Passionate audiences, including the author of this article, have been following his narrative for a long time. In our minds, he has reigned as of the sport's most talented athletes. The Xgames judges and announcers are busy crafting their own narratives around marketable characters and storylines. For me, knuckle huck 2020 was the pinnacle of this — a sport that was supposed to be an opportunity for new innovation, Jesper was on fire with incredible new tricks, and loses “overall impression” to an athlete who had fallen in previous runs(!). Jesper's career of innovation and fearlessness would have been a boon for Xgames to celebrate. They use his clips on every promo segment. But, for whatever reason they overlook him when it comes time to hand out medals. It is both blatant and unfortunate - for Jesper and the sport as a whole.

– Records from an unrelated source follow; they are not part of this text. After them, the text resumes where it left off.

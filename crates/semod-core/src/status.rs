use semod_store::status::{STATUS_ALREADY_IN_STATE, STATUS_MODULE_ABSENT};
use std::fmt;

/// The four mutating store operations.
#[derive(Debug, Clone, Copy, PartialEq, Eq)]
pub enum OpKind {
    Enable,
    Disable,
    Install,
    Remove,
}

impl OpKind {
    /// The negative status meaning "the store is already in the target state".
    fn already_in_state_code(self) -> Option<i32> {
        match self {
            OpKind::Enable | OpKind::Disable => Some(STATUS_ALREADY_IN_STATE),
            OpKind::Remove => Some(STATUS_MODULE_ABSENT),
            OpKind::Install => None,
        }
    }
}

impl fmt::Display for OpKind {
    fn fmt(&self, f: &mut fmt::Formatter<'_>) -> fmt::Result {
        match self {
            OpKind::Enable => write!(f, "enable"),
            OpKind::Disable => write!(f, "disable"),
            OpKind::Install => write!(f, "install"),
            OpKind::Remove => write!(f, "remove"),
        }
    }
}

/// Typed result of a mutating store call.
#[derive(Debug, Clone, Copy, PartialEq, Eq)]
pub enum OpStatus {
    /// A change was staged and needs a commit.
    Mutated,
    /// The store reported the target state already holds. Nothing was
    /// staged, so the operation skips the commit and reports `changed = false`
    /// even though the catalog had predicted a change. A remove answered
    /// with "module absent" is treated the same way.
    AlreadyInState,
    Failed(i32),
}

impl OpStatus {
    pub fn classify(kind: OpKind, rc: i32) -> Self {
        if rc >= 0 {
            OpStatus::Mutated
        } else if kind.already_in_state_code() == Some(rc) {
            OpStatus::AlreadyInState
        } else {
            OpStatus::Failed(rc)
        }
    }
}

#[cfg(test)]
mod tests {
    use super::*;

    #[test]
    fn non_negative_is_mutated() {
        for kind in [OpKind::Enable, OpKind::Disable, OpKind::Install, OpKind::Remove] {
            assert_eq!(OpStatus::classify(kind, 0), OpStatus::Mutated);
            assert_eq!(OpStatus::classify(kind, 3), OpStatus::Mutated);
        }
    }

    #[test]
    fn toggle_already_code() {
        assert_eq!(OpStatus::classify(OpKind::Enable, -3), OpStatus::AlreadyInState);
        assert_eq!(OpStatus::classify(OpKind::Disable, -3), OpStatus::AlreadyInState);
        assert_eq!(OpStatus::classify(OpKind::Enable, -2), OpStatus::Failed(-2));
    }

    #[test]
    fn remove_already_code() {
        assert_eq!(OpStatus::classify(OpKind::Remove, -2), OpStatus::AlreadyInState);
        assert_eq!(OpStatus::classify(OpKind::Remove, -3), OpStatus::Failed(-3));
    }

    #[test]
    fn install_has_no_already_code() {
        assert_eq!(OpStatus::classify(OpKind::Install, -2), OpStatus::Failed(-2));
        assert_eq!(OpStatus::classify(OpKind::Install, -3), OpStatus::Failed(-3));
    }
}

I couldn't resist commenting on the Youtube video:
Can't help feeling like games judges are trying to manufacture excitement: ...and on his last run Alex Hall comes in clutch sticking the single biggest trick of the night, bumping him from 4th to 1st! Meanwhile, literally every viewer is following a different story line: mesmerized by Jesper's creativity, variety, and execution. Never mind that the inept cameraman can't keep him in frame, he was in the zone this night and captivating to watch. What truly was an organic, iconic, and memorable moment for a fledgling xgames sport is reduced to yet another time when Jesper was robbed; yet another time the judges tried to play wizard of oz and fabricate excitement for ratings.
Isn't this event scored on overall impression anyway? My "overall impression" of the judges: pitiful
Freestyle skiing needs a fair, clearly articulated judging criteria that weights innovation and precision in a way that rewards athletes like Jesper. If short skis are a reason to dock points, make it dogma. Communicate these standards. Rather than degrading the integrity of the sport, better to give freestyle skiing the respect it deserves by celebrating athletic achievement.
Most of this is caused and perpetuated by ESPN. They could certainly address it, but no doubt there is a board of inept middle-management MBA drones somewhere at ESPN who have sat around and circle jerked to the thought of having refined their model for monetizing Xgames and capturing their target audience to maximize ad revenue. To them, they’ve figured out the formula for printing money and they’ll optimize it to the ground. The sport and its athletes are merely a vector for this. Long gone are the free-thinking innovators who first dreamt up the Xgames 25+ years ago and took a chance on something new. Jesper is of this innovator ilk too. No doubt, the founders of Xgames are watching him in adornment, feeling the same way we are.
Keep up the great work Jesper. Fuck the lack of institutional gratification. At this point it wouldn't even matter. I hope you know that there are a lot of us out there who understand and love what you are doing.